Inside the envelope is the nucleocapsid which contains the viral RNA genome. In particular, the nucleocapsid (N) proteins coat the genome to protect it and help it get into new virion particles.

Figure 4: A SARS-CoV-2 virion particle. The nucleocapsid protein coats the RNA; and together, they form the nucleocapsid. The figure was adapted from Florindo et al. (2020)’s Immune-mediated approaches against COVID-19 and created using BioRender.

The S protein is very important for the virus, but also for us (the human host) when it comes to targeting the virus, as we will see later on with vaccinations.
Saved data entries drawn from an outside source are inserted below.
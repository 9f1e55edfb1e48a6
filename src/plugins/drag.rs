//! Drag highlighted nodes with the pointer.

use super::{InteractionPlugin, PluginContext, Subscriptions};
use crate::geometry::Point;
use crate::input::{InteractionEvent, InteractionState, StateCallback};
use parking_lot::Mutex;
use std::sync::Arc;
use tracing::debug;

#[derive(Debug, Default)]
pub struct DragNodesPlugin {
    /// Graph-space position of the last node press
    pressed_at: Mutex<Option<Point>>,
    /// Graph-space pointer position of the previous move
    last_point: Mutex<Option<Point>>,
}

impl DragNodesPlugin {
    pub fn new() -> Self {
        Self::default()
    }

    pub fn is_dragging(&self) -> bool {
        self.last_point.lock().is_some()
    }

    fn press(&self, ctx: &PluginContext, event: &InteractionEvent) {
        *self.pressed_at.lock() = Some(ctx.viewport.viewport_to_graph(event.position));
    }

    fn start(&self, ctx: &PluginContext, event: &InteractionEvent) {
        let origin = self.pressed_at.lock().take();
        let Some(node_id) = event.node_id() else {
            return;
        };
        {
            let mut graph = ctx.graph.lock();
            if !graph.has_node(node_id) {
                return;
            }
            if !graph.is_node_highlighted(node_id) {
                graph.un_highlight_nodes();
            }
            graph.highlight_node(node_id);
        }
        *self.last_point.lock() =
            Some(origin.unwrap_or_else(|| ctx.viewport.viewport_to_graph(event.position)));
    }

    fn drag(&self, ctx: &PluginContext, event: &InteractionEvent) {
        let point = ctx.viewport.viewport_to_graph(event.position);
        let Some(previous) = self.last_point.lock().replace(point) else {
            return;
        };
        let (dx, dy) = previous.delta_to(point);

        let mut graph = ctx.graph.lock();
        for id in graph.highlighted_nodes() {
            graph.move_node_by(&id, dx, dy);
        }
    }

    /// Write the final positions of the dragged nodes back to the items cache.
    fn finish(&self, ctx: &PluginContext) {
        if self.last_point.lock().take().is_none() {
            return;
        }
        let positions: Vec<_> = {
            let graph = ctx.graph.lock();
            graph
                .highlighted_nodes()
                .into_iter()
                .filter_map(|id| graph.node_position(&id).map(|p| (id, p)))
                .collect()
        };
        for (id, position) in &positions {
            ctx.items.set_node_position(id, *position);
        }
        debug!(count = positions.len(), "drag finished");
    }
}

impl InteractionPlugin for DragNodesPlugin {
    fn name(&self) -> &'static str {
        "drag-nodes"
    }

    fn install(self: Arc<Self>, ctx: &PluginContext) -> Subscriptions {
        let mut subscriptions = Subscriptions::new();

        let (down, down_ctx) = (self.clone(), ctx.clone());
        subscriptions.on(
            &ctx.ism,
            InteractionState::NodeDown,
            StateCallback::new().main(move |event| down.press(&down_ctx, event)),
        );

        let (before, main, after) = (self.clone(), self.clone(), self);
        let (before_ctx, main_ctx, after_ctx) = (ctx.clone(), ctx.clone(), ctx.clone());

        subscriptions.on(
            &ctx.ism,
            InteractionState::NodeDrag,
            StateCallback::new()
                .before(move |event| before.start(&before_ctx, event))
                .main(move |event| main.drag(&main_ctx, event))
                .after(move || after.finish(&after_ctx)),
        );
        subscriptions
    }
}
Its function is to allow the virus to enter the host cell. On the other hand, as a relatively large and exposed surface protein, so it is targeted by neutralising antibodies of the host immune system, whereby these immune proteins bind to the virus and stop it from entering the host cells.

Each S protein is made up of two subunits:


1. The upper domain (S1; a.k.a. the receptor-binding domain)

This subunit binds to the receptor on the host cell. In particular, this domain is highly variable between closely related spike proteins as there is a strong evolutionary pressure to mutate and evade antibodies. Therefore, mutations in the spike protein allow the virus to evolve and adapt to receptors in new hosts (e.g. pangolin to humans). As this mutation is advantageous, it will be selected for, allowing the virus to now infect a new host.

Despite the S protein mutations, coronaviruses have relatively low variation compared to other RNA viruses. RNA viruses, like HIV and influenza, have high mutation rates because the RNA polymerase used to replicate their genome is error-prone. This instability thereby hinders vaccine efforts.

However, coronaviruses are unusual among RNA viruses as they have a proofreading enzyme which lowers their mutation rate. This presents a potential benefit for future vaccination strategies.


2. The lower domain (S2)

The second subunit contains the virus’s fusion machinery needed for the host and viral membrane to fuse. This allows the RNA genome to be released into the host cell.

A mutation in the spike protein, which occurred early on in the pandemic, appears to have become more dominant over time. The 614th amino acid of the spike protein was originally an aspartate (D) but was replaced by a glycine (G), so it is called the D614G mutation.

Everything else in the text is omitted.